Stored items
BEGIN

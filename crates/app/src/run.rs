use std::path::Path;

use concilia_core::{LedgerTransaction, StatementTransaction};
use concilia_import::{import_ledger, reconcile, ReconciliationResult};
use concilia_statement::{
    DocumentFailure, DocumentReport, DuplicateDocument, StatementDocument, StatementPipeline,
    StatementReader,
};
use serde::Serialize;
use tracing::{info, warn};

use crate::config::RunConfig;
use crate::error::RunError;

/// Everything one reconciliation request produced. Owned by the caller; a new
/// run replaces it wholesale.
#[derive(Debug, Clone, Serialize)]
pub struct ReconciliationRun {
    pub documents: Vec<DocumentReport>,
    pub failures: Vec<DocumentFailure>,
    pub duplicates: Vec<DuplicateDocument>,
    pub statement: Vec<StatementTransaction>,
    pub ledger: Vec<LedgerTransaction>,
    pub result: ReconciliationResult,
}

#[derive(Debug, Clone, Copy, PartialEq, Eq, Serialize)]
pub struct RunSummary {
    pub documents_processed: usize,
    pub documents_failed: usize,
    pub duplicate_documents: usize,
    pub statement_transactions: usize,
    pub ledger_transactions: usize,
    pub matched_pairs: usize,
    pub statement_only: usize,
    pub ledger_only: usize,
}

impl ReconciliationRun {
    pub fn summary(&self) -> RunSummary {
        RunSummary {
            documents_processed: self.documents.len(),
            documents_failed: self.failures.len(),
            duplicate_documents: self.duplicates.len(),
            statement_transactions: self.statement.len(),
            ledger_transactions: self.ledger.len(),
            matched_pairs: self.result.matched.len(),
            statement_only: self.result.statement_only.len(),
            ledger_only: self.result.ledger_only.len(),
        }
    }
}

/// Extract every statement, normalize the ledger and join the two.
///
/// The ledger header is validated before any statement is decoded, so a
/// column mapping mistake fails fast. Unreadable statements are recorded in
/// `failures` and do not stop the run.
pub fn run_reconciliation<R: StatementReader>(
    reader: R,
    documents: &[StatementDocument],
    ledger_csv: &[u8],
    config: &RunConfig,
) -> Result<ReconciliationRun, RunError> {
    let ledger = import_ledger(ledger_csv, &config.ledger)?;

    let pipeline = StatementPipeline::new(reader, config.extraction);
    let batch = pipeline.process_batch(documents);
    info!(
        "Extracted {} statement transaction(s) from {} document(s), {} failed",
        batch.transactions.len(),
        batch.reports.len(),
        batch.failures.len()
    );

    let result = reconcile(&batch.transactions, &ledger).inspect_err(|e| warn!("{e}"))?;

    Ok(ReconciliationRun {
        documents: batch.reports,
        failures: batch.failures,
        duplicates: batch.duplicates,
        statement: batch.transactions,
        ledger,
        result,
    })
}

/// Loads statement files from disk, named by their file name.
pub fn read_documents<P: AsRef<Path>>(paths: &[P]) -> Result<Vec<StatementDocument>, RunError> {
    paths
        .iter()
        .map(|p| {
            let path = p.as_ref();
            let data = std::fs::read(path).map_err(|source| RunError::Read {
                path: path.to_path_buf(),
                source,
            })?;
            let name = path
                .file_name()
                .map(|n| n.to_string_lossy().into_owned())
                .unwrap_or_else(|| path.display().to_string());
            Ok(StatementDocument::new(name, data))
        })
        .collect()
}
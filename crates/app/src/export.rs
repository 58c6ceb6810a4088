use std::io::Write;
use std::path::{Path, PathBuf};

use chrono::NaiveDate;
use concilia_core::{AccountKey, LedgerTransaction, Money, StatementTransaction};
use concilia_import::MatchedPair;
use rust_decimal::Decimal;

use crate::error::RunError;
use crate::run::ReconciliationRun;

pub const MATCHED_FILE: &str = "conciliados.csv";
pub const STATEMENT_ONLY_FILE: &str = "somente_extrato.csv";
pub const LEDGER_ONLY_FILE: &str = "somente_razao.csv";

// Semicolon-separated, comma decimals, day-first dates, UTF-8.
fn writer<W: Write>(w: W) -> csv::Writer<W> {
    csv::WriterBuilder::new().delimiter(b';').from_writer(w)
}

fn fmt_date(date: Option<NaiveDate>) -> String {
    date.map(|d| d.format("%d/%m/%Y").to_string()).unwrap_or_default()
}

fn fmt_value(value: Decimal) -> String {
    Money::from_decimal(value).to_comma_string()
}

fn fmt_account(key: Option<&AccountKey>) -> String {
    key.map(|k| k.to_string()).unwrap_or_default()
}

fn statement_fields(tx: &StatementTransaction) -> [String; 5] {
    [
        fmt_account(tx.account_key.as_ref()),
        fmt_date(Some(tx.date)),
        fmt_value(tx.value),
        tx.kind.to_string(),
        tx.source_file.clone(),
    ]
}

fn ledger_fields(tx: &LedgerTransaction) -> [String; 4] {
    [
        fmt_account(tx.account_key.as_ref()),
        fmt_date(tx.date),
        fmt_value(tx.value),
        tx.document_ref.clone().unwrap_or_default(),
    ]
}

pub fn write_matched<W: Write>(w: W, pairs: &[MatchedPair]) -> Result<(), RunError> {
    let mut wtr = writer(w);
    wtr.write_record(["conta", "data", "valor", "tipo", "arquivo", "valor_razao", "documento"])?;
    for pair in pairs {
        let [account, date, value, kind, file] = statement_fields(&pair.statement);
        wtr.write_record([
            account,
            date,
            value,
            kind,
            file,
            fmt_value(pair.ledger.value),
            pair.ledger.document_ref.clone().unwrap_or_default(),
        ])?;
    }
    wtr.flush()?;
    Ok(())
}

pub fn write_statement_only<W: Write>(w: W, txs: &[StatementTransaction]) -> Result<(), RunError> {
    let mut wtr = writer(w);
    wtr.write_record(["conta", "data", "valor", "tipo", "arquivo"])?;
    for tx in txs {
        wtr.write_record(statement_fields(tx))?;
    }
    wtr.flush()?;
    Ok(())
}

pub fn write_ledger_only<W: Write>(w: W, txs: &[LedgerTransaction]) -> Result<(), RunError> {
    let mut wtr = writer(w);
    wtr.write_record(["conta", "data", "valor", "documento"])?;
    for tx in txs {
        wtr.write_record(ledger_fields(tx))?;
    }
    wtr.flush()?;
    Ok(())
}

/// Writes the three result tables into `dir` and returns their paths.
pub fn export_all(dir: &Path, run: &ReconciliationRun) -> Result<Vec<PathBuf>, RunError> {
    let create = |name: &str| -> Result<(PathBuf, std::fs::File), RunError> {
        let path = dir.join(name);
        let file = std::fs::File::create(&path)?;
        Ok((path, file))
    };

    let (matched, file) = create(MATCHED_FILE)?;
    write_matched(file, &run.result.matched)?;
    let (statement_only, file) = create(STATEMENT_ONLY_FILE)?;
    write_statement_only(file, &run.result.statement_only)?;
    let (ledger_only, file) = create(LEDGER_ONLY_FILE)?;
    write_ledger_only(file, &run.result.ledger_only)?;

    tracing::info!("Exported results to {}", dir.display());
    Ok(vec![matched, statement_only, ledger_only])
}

END

_Your instructions_. Emit the records above again, exactly, with no line skipped.

_Written solution_.
filename crates/app/src/run.rs
use std::path::Path;

use concilia_core::{LedgerTransaction, StatementTransaction};
use concilia_import::{import_ledger, reconcile, ReconciliationResult};
use concilia_statement::{
    DocumentFailure, DocumentReport, DuplicateDocument, StatementDocument, StatementPipeline,
    StatementReader,
};
use serde::Serialize;
use tracing::{info, warn};

use crate::config::RunConfig;
use crate::error::RunError;

/// Everything one reconciliation request produced. Owned by the caller; a new
/// run replaces it wholesale.
#[derive(Debug, Clone, Serialize)]
pub struct ReconciliationRun {
    pub documents: Vec<DocumentReport>,
    pub failures: Vec<DocumentFailure>,
    pub duplicates: Vec<DuplicateDocument>,
    pub statement: Vec<StatementTransaction>,
    pub ledger: Vec<LedgerTransaction>,
    pub result: ReconciliationResult,
}

#[derive(Debug, Clone, Copy, PartialEq, Eq, Serialize)]
pub struct RunSummary {
    pub documents_processed: usize,
    pub documents_failed: usize,
    pub duplicate_documents: usize,
    pub statement_transactions: usize,
    pub ledger_transactions: usize,
    pub matched_pairs: usize,
    pub statement_only: usize,
    pub ledger_only: usize,
}

impl ReconciliationRun {
    pub fn summary(&self) -> RunSummary {
        RunSummary {
            documents_processed: self.documents.len(),
            documents_failed: self.failures.len(),
            duplicate_documents: self.duplicates.len(),
            statement_transactions: self.statement.len(),
            ledger_transactions: self.ledger.len(),
            matched_pairs: self.result.matched.len(),
            statement_only: self.result.statement_only.len(),
            ledger_only: self.result.ledger_only.len(),
        }
    }
}

/// Extract every statement, normalize the ledger and join the two.
///
/// The ledger header is validated before any statement is decoded, so a
/// column mapping mistake fails fast. Unreadable statements are recorded in
/// `failures` and do not stop the run.
pub fn run_reconciliation<R: StatementReader>(
    reader: R,
    documents: &[StatementDocument],
    ledger_csv: &[u8],
    config: &RunConfig,
) -> Result<ReconciliationRun, RunError> {
    let ledger = import_ledger(ledger_csv, &config.ledger)?;

    let pipeline = StatementPipeline::new(reader, config.extraction);
    let batch = pipeline.process_batch(documents);
    info!(
        "Extracted {} statement transaction(s) from {} document(s), {} failed",
        batch.transactions.len(),
        batch.reports.len(),
        batch.failures.len()
    );

    let result = reconcile(&batch.transactions, &ledger).inspect_err(|e| warn!("{e}"))?;

    Ok(ReconciliationRun {
        documents: batch.reports,
        failures: batch.failures,
        duplicates: batch.duplicates,
        statement: batch.transactions,
        ledger,
        result,
    })
}

/// Loads statement files from disk, named by their file name.
pub fn read_documents<P: AsRef<Path>>(paths: &[P]) -> Result<Vec<StatementDocument>, RunError> {
    paths
        .iter()
        .map(|p| {
            let path = p.as_ref();
            let data = std::fs::read(path).map_err(|source| RunError::Read {
                path: path.to_path_buf(),
                source,
            })?;
            let name = path
                .file_name()
                .map(|n| n.to_string_lossy().into_owned())
                .unwrap_or_else(|| path.display().to_string());
            Ok(StatementDocument::new(name, data))
        })
        .collect()
}
filename crates/app/src/export.rs
repository 58c6ceb6810a4088
use std::io::Write;
use std::path::{Path, PathBuf};

use chrono::NaiveDate;
use concilia_core::{AccountKey, LedgerTransaction, Money, StatementTransaction};
use concilia_import::MatchedPair;
use rust_decimal::Decimal;

use crate::error::RunError;
use crate::run::ReconciliationRun;

pub const MATCHED_FILE: &str = "conciliados.csv";
pub const STATEMENT_ONLY_FILE: &str = "somente_extrato.csv";
pub const LEDGER_ONLY_FILE: &str = "somente_razao.csv";

// Semicolon-separated, comma decimals, day-first dates, UTF-8.
fn writer<W: Write>(w: W) -> csv::Writer<W> {
    csv::WriterBuilder::new().delimiter(b';').from_writer(w)
}

fn fmt_date(date: Option<NaiveDate>) -> String {
    date.map(|d| d.format("%d/%m/%Y").to_string()).unwrap_or_default()
}

fn fmt_value(value: Decimal) -> String {
    Money::from_decimal(value).to_comma_string()
}

fn fmt_account(key: Option<&AccountKey>) -> String {
    key.map(|k| k.to_string()).unwrap_or_default()
}

fn statement_fields(tx: &StatementTransaction) -> [String; 5] {
    [
        fmt_account(tx.account_key.as_ref()),
        fmt_date(Some(tx.date)),
        fmt_value(tx.value),
        tx.kind.to_string(),
        tx.source_file.clone(),
    ]
}

fn ledger_fields(tx: &LedgerTransaction) -> [String; 4] {
    [
        fmt_account(tx.account_key.as_ref()),
        fmt_date(tx.date),
        fmt_value(tx.value),
        tx.document_ref.clone().unwrap_or_default(),
    ]
}

pub fn write_matched<W: Write>(w: W, pairs: &[MatchedPair]) -> Result<(), RunError> {
    let mut wtr = writer(w);
    wtr.write_record(["conta", "data", "valor", "tipo", "arquivo", "valor_razao", "documento"])?;
    for pair in pairs {
        let [account, date, value, kind, file] = statement_fields(&pair.statement);
        wtr.write_record([
            account,
            date,
            value,
            kind,
            file,
            fmt_value(pair.ledger.value),
            pair.ledger.document_ref.clone().unwrap_or_default(),
        ])?;
    }
    wtr.flush()?;
    Ok(())
}

pub fn write_statement_only<W: Write>(w: W, txs: &[StatementTransaction]) -> Result<(), RunError> {
    let mut wtr = writer(w);
    wtr.write_record(["conta", "data", "valor", "tipo", "arquivo"])?;
    for tx in txs {
        wtr.write_record(statement_fields(tx))?;
    }
    wtr.flush()?;
    Ok(())
}

pub fn write_ledger_only<W: Write>(w: W, txs: &[LedgerTransaction]) -> Result<(), RunError> {
    let mut wtr = writer(w);
    wtr.write_record(["conta", "data", "valor", "documento"])?;
    for tx in txs {
        wtr.write_record(ledger_fields(tx))?;
    }
    wtr.flush()?;
    Ok(())
}

/// Writes the three result tables into `dir` and returns their paths.
pub fn export_all(dir: &Path, run: &ReconciliationRun) -> Result<Vec<PathBuf>, RunError> {
    let create = |name: &str| -> Result<(PathBuf, std::fs::File), RunError> {
        let path = dir.join(name);
        let file = std::fs::File::create(&path)?;
        Ok((path, file))
    };

    let (matched, file) = create(MATCHED_FILE)?;
    write_matched(file, &run.result.matched)?;
    let (statement_only, file) = create(STATEMENT_ONLY_FILE)?;
    write_statement_only(file, &run.result.statement_only)?;
    let (ledger_only, file) = create(LEDGER_ONLY_FILE)?;
    write_ledger_only(file, &run.result.ledger_only)?;

    tracing::info!("Exported results to {}", dir.display());
    Ok(vec![matched, statement_only, ledger_only])
}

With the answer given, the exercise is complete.